Weitere Veranstaltungen Unter dem Titel Adbusting und Kommunikationsguerilla im Kampf gegen Hitler laden die Stadtteilinitiativen Wir bleiben alle Friedrichshain und Wem gehört der Laskerkiez? gemeinsam mit dem Politischen Café des Zielona Gora am Donnerstag, dem 16. März 2023, ab 20 Uhr zu einem Vortrag des Berlin Social Busters Club in den Stadtteilladen Zielona Gora in der Grünberger Straße 73 in Berlin-Friedrichshain ein.
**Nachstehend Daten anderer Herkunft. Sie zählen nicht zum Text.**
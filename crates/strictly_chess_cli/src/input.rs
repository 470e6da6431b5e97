//! Keyboard move source.

use strictly_chess::{MoveSource, Prompt, SessionError};
use tokio::io::{AsyncBufRead, AsyncBufReadExt, AsyncWrite, AsyncWriteExt, BufReader, Lines};
use tracing::{debug, instrument};

/// Reads one move per line, showing the prompt first.
pub struct LineMoveSource<R, W> {
    lines: Lines<R>,
    out: W,
}

impl LineMoveSource<BufReader<tokio::io::Stdin>, tokio::io::Stdout> {
    /// Move source over the process's stdin and stdout.
    pub fn stdio() -> Self {
        Self::new(BufReader::new(tokio::io::stdin()), tokio::io::stdout())
    }
}

impl<R, W> LineMoveSource<R, W>
where
    R: AsyncBufRead + Unpin + Send,
    W: AsyncWrite + Unpin + Send,
{
    /// Creates a move source over `reader`, writing prompts to `out`.
    pub fn new(reader: R, out: W) -> Self {
        Self {
            lines: reader.lines(),
            out,
        }
    }
}

fn input_error(message: impl std::fmt::Display) -> SessionError {
    SessionError::Input {
        message: message.to_string(),
    }
}

#[async_trait::async_trait]
impl<R, W> MoveSource for LineMoveSource<R, W>
where
    R: AsyncBufRead + Unpin + Send,
    W: AsyncWrite + Unpin + Send,
{
    #[instrument(skip_all)]
    async fn request_move(&mut self, prompt: &Prompt) -> Result<String, SessionError> {
        self.out
            .write_all(prompt.to_string().as_bytes())
            .await
            .map_err(input_error)?;
        self.out.flush().await.map_err(input_error)?;

        let line = self
            .lines
            .next_line()
            .await
            .map_err(input_error)?
            .ok_or_else(|| input_error("Input closed"))?;
        debug!(%line, "Move entered");
        Ok(line.trim().to_string())
    }
}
Zuvor um 18 Uhr und jeweils um 18 Uhr auch an den folgenden Donnerstagen bis einschließlich 30. März 2023 zeigt das Politische Café im Zielona Gora am Boxhagener Platz Dokumentar- und Spielfilme, die das Handeln der verschiedenen Widerstandskreise beleuchten, die unter dem Sammelnamen Rote Kapelle mehr Gleichklang suggerieren, als im Berliner Untergrund der 1930er- und frühen 1940er-Jahre möglich war.

Den Hinweis auf den Bericht der beiden Bürgerinitiativen und auf deren Veranstaltungen im März 2023 erhielt ich nachträglich und habe ihn meinem Bericht am 15. März 2023 hinzugefügt.
Postskriptum: Zielona Gora als Name des Stadtteilladens in der Grünberger Straße erinnert daran, dass Grünberg in Schlesien seit 1945 polnisch ist: „Die Polen führten für Grünberg im März 1945 die Ortsbezeichnung Zielona Góra ein, die übersetzt grüner Berg bedeutet“, weiß Wikipedia.

Zum Abschluss noch eine kleine gute Nachricht: Rebecca Donners „Mildred“ ist nun auch in der Bibliothek der Topographie des Terrors verfügbar; zum Zeitpunkt der Aufnahme am 31. März 2023 lag „Die Geschichte der Mildred Harnack und ihres leidenschaftlichen Widerstands gegen Hitler“ gut sichtbar im Eingangsbereich in dem Regal mit den Neuerwerbungen. Hier posiert sie, ohne Schutzumschlag mit ihrem Porträtfoto auf dem Titel gut erkennbar, auf dem Eingangstresen.